**EXERCISE DIRECTIONS**
In the data below, count how many lines contain "logging" and give that number by itself.

━━ INFORMATION ━━

//! Profile：提示词 + 输出 schema + 模型 + 并发设置

use serde::{Deserialize, Serialize};

use crate::error::ConfigError;
use crate::models::schema::OutputSchema;

/// 浏览器池设置
#[derive(Debug, Clone, PartialEq, Serialize, Deserialize)]
#[serde(default)]
pub struct BrowserSettings {
    /// 并行浏览器数量（同时也是并发许可数）
    pub max_parallel: usize,
    /// 是否无头运行
    pub headless: bool,
    /// 单次页面操作超时（秒）
    pub timeout: u64,
}

impl Default for BrowserSettings {
    fn default() -> Self {
        Self {
            max_parallel: 3,
            headless: true,
            timeout: 30,
        }
    }
}

/// 可持久化的处理配置
#[derive(Debug, Clone, PartialEq, Serialize, Deserialize)]
pub struct Profile {
    pub name: String,
    #[serde(default)]
    pub description: String,
    /// 输入表必须包含的列
    #[serde(default)]
    pub input_columns: Vec<String>,
    /// 提示词模板，`{列名}` 会被替换为该行的值
    pub prompt: String,
    /// 模型需要产出的列
    #[serde(default)]
    pub output_columns: Vec<String>,
    #[serde(default = "default_model")]
    pub model: String,
    #[serde(default)]
    pub temperature: f32,
    #[serde(default = "default_use_browser")]
    pub use_browser: bool,
    #[serde(default, skip_serializing_if = "Option::is_none")]
    pub browser_config: Option<BrowserSettings>,
}

fn default_model() -> String {
    "gpt-4o-mini".to_string()
}

fn default_use_browser() -> bool {
    true
}

impl Profile {
    pub fn output_schema(&self) -> OutputSchema {
        OutputSchema::from_columns(&self.output_columns)
    }

    /// 检查数值范围
    pub fn validate(&self) -> Result<(), ConfigError> {
        if !(0.0..=1.0).contains(&self.temperature) {
            return Err(ConfigError::InvalidTemperature {
                value: self.temperature,
            });
        }
        if let Some(browser) = &self.browser_config {
            if browser.max_parallel == 0 {
                return Err(ConfigError::InvalidPoolSize { size: 0 });
            }
        }
        Ok(())
    }
}
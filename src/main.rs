//! 公司搜索工具：读取 config.toml，执行所有搜索查询，写出 companies_data.xlsx

use anyhow::Result;
use tracing::{info, warn};

use company_scout::browser::BrowserLauncher;
use company_scout::config::{Config, Paths};
use company_scout::infrastructure::{write_table, ApiKeys};
use company_scout::models::{find_model, Table};
use company_scout::orchestrator::{company_columns, run_company_search};
use company_scout::services::{LlmBrowserAgent, LlmService};
use company_scout::utils::logging;

#[tokio::main]
async fn main() -> Result<()> {
    // 初始化日志
    logging::init();

    // 加载配置
    let paths = Paths::from_env();
    let config = Config::load(&paths.config)?;
    config.validate()?;
    let keys = ApiKeys::load(&paths.keys).with_env_overrides();

    let search = &config.search;
    logging::log_startup("公司搜索", search.max_parallel);

    let temperature = find_model(&search.model)
        .map(|spec| spec.default_temperature)
        .unwrap_or_default();
    let llm = LlmService::for_model(&search.model, temperature, &keys)?;
    let agent = LlmBrowserAgent::new(llm);
    let launcher = BrowserLauncher::new(search.browser_settings());

    let results = run_company_search(search, &config.search_queries, &launcher, agent).await?;

    if results.is_empty() {
        warn!("⚠️ 没有可保存的结果，只写入表头");
    }
    let table = Table::from_records(company_columns(), results.into_records());
    write_table(&search.output_file, &table)?;
    info!("✓ 结果已保存至: {} ({} 条)", search.output_file.display(), table.len());

    Ok(())
}
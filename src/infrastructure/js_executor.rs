//! JS 执行器 - 基础设施层
//!
//! 持有一个 page 资源，只暴露"导航 / 执行 JS / 读取页面"的能力

use std::time::Duration;

use anyhow::{Context, Result};
use chromiumoxide::Page;
use serde::de::DeserializeOwned;
use serde::Deserialize;
use serde_json::Value as JsonValue;

/// 读取页面可见内容的脚本
const SNAPSHOT_JS: &str = r#"
(() => ({
    url: location.href,
    title: document.title || "",
    text: document.body ? document.body.innerText : ""
}))()
"#;

/// 页面快照
#[derive(Debug, Clone, Default, Deserialize)]
pub struct PageSnapshot {
    pub url: String,
    pub title: String,
    pub text: String,
}

/// JS 执行器
///
/// 职责：
/// - 持有一个 Page 资源
/// - 暴露 goto() / eval() / snapshot() 能力
/// - 不认识 WorkItem / Profile
/// - 不处理业务流程
pub struct JsExecutor {
    page: Page,
    timeout: Duration,
}

impl JsExecutor {
    /// 创建新的 JS 执行器，`timeout` 用于每一次页面操作
    pub fn new(page: Page, timeout: Duration) -> Self {
        Self { page, timeout }
    }

    /// 获取 page 的引用（用于其他操作）
    pub fn page(&self) -> &Page {
        &self.page
    }

    /// 导航到指定 URL 并等待加载完成
    pub async fn goto(&self, url: &str) -> Result<()> {
        tokio::time::timeout(self.timeout, async {
            self.page.goto(url).await?;
            self.page.wait_for_navigation().await?;
            Ok::<_, chromiumoxide::error::CdpError>(())
        })
        .await
        .with_context(|| format!("导航超时 ({}s): {}", self.timeout.as_secs(), url))?
        .with_context(|| format!("导航失败: {}", url))?;
        Ok(())
    }

    /// 执行 JS 代码并返回 JSON 结果
    pub async fn eval(&self, js_code: impl Into<String>) -> Result<JsonValue> {
        let result = tokio::time::timeout(self.timeout, self.page.evaluate(js_code.into()))
            .await
            .context("脚本执行超时")??;
        let json_value = result.into_value()?;
        Ok(json_value)
    }

    /// 执行 JS 代码并反序列化为指定类型
    pub async fn eval_as<T: DeserializeOwned>(&self, js_code: impl Into<String>) -> Result<T> {
        let json_value = self.eval(js_code).await?;
        let typed_value = serde_json::from_value(json_value)?;
        Ok(typed_value)
    }

    /// 读取当前页面的 URL、标题和可见文本
    pub async fn snapshot(&self) -> Result<PageSnapshot> {
        self.eval_as(SNAPSHOT_JS).await
    }
}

━━━

**SOLUTION**
3